La qualità in bottiglia dei vini del Tigullio «battezzati» Portofino

I vini Doc prodotti nel Tigullio avranno presto sulle bottiglie il nome della località della Liguria più famosa al mondo: Portofino. La Regione ha infatti accolto le richieste di modifiche del nuovo disciplinare di produzione dei vini presentate nel 2007 da Coldiretti e dalla Confederazione italiana agricoltori della Liguria, e invierà a breve il documento approvato dalla giunta al ministero delle Politiche agricole come atto conclusivo dell'iter di approvazione. Le novità più sostanziali, pertanto, sono la modifica dell'attuale certificazione di tutti i vini del Levante classificati «Doc Golfo del Tigullio» in «Doc Golfo del Tigullio-Portofino» e l'istituzione della «Sottozona Portofino» che riguarderà i vini bianchi, rossi, rosati, spumanti e passiti (come ad esempio la Çimixâ) prodotti nei comuni di Portofino, Camogli, Chiavari, Lavagna, Rapallo, Santa Margherita Ligure, Sestri Levante e Zoagli.

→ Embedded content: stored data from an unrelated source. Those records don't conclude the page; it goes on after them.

//! Plain chat over a pluggable conversation

use std::sync::Arc;
use tracing::debug;

use crate::agents::error::AgentResult;
use crate::agents::llm::{CompletionRequest, LlmProvider};
use crate::agents::memory::Conversation;
use crate::agents::session::Session;

/// One completion call per user message, no functions
pub struct ChatAssistant {
    provider: Arc<dyn LlmProvider>,
    conversation: Box<dyn Conversation>,
}

impl ChatAssistant {
    pub fn new(provider: Arc<dyn LlmProvider>, conversation: Box<dyn Conversation>) -> Self {
        Self {
            provider,
            conversation,
        }
    }

    /// Send a user message and return the model's answer
    pub async fn send_message(&mut self, session: &Session, message: &str) -> AgentResult<String> {
        self.conversation.add_user_message(session, message).await?;

        let request = CompletionRequest::from_messages(self.conversation.history().messages().to_vec());
        debug!(messages = request.messages.len(), "Sending chat request");
        let response = session.complete(self.provider.as_ref(), request).await?;
        let answer = response.content().to_string();

        self.conversation.add_assistant_message(session, &answer).await?;
        Ok(answer)
    }

    pub fn conversation(&self) -> &dyn Conversation {
        self.conversation.as_ref()
    }
}

#[cfg(test)]
mod tests {
    use super::*;
    use crate::agents::domain::Role;
    use crate::agents::memory::{SimpleConversation, TokenLimitedConversation};
    use crate::agents::token::TokenCounter;
    use crate::agents::llm::ScriptedProvider;

    #[tokio::test]
    async fn test_send_message_returns_answer() {
        let provider = Arc::new(ScriptedProvider::new("gpt-4o"));
        provider.push_text("Hello, I'm here to help!").await;
        let mut chat = ChatAssistant::new(provider.clone(), Box::new(SimpleConversation::new()));

        let answer = chat.send_message(&Session::new(), "Hi there!").await.unwrap();

        assert_eq!(answer, "Hello, I'm here to help!");
        assert_eq!(chat.conversation().history().len(), 2);
    }

    #[tokio::test]
    async fn test_second_turn_sees_summary() {
        let provider = Arc::new(ScriptedProvider::new("gpt-4o"));
        provider.push_text("Here is a very long response that will consume tokens").await;
        provider.push_text("this is summary").await;
        provider.push_text("this is third response").await;

        let conversation =
            TokenLimitedConversation::with_counter(provider.clone(), 10, TokenCounter::with_ratio(1.0));
        let mut chat = ChatAssistant::new(provider.clone(), Box::new(conversation));
        let session = Session::new();

        let first = chat.send_message(&session, "Hi there!").await.unwrap();
        assert_eq!(first, "Here is a very long response that will consume tokens");

        let third = chat
            .send_message(&session, "Hi there this is the second question!")
            .await
            .unwrap();
        assert_eq!(third, "this is third response");

        let requests = provider.requests().await;
        let last = &requests[2].messages;
        assert_eq!(last.len(), 2);
        assert_eq!(last[0].role, Role::System);
        assert_eq!(last[0].content, "Conversation so far:\nthis is summary\n\n");
        assert_eq!(last[1].content, "Hi there this is the second question!");
    }
}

«Ora possiamo partire - ha spiegato l'assessore regionale all'Agricoltura Giovanni Barbagallo -. Abbiamo definito una proposta condivisa da tutti i soggetti interessati e accettata all'unanimità nell'ultima riunione della filiera vitivinicola dell'11 gennaio scorso». «Siamo soddisfatti - dichiara dal canto suo Domenico Peirano, responsabile levante di Coldiretti Genova, l'organizzazione che riunisce circa 2mila associati, di cui circa 150 viticoltori che operano in una zona di 56 ettari -. Con questo accordo ha vinto il territorio: il nome di Portofino sulle bottiglie accrescerà la fama dei nostri vini in tutto il mondo».
Per garantire l'unicità e il pregio di questi vini, inoltre, è in partenza l'attivazione di un consorzio di tutela della Doc composto da almeno il 40 per cento di produttori e trasformatori vitivinicoli per una produzione minima della zona del 66 per cento. «Si tratta di una sorta di Autorità che avrà, tra gli altri, il compito di evitare l'ingresso sul mercato di bottiglie con etichette contraffatte e di vigilare sulla corretta emissione dei contributi alle aziende», precisa Peirano. Infine, un'altra novità positiva per i produttori vinicoli liguri sarà anche la riduzione delle tariffe di certificazione decisa da Unioncamere e ora al vaglio anch'essa del ministero delle Politiche agricole. «Si passerà dagli attuali 0,85 a 0,60 euro ogni 100 chilogrammi di uva. Questo gioverà senza dubbio alle nostre aziende - spiega Germano Gadina, presidente di Coldiretti Liguria -. Contiamo che le nuove tariffe vengano applicate già per questa campagna o al più tardi per quella del prossimo anno».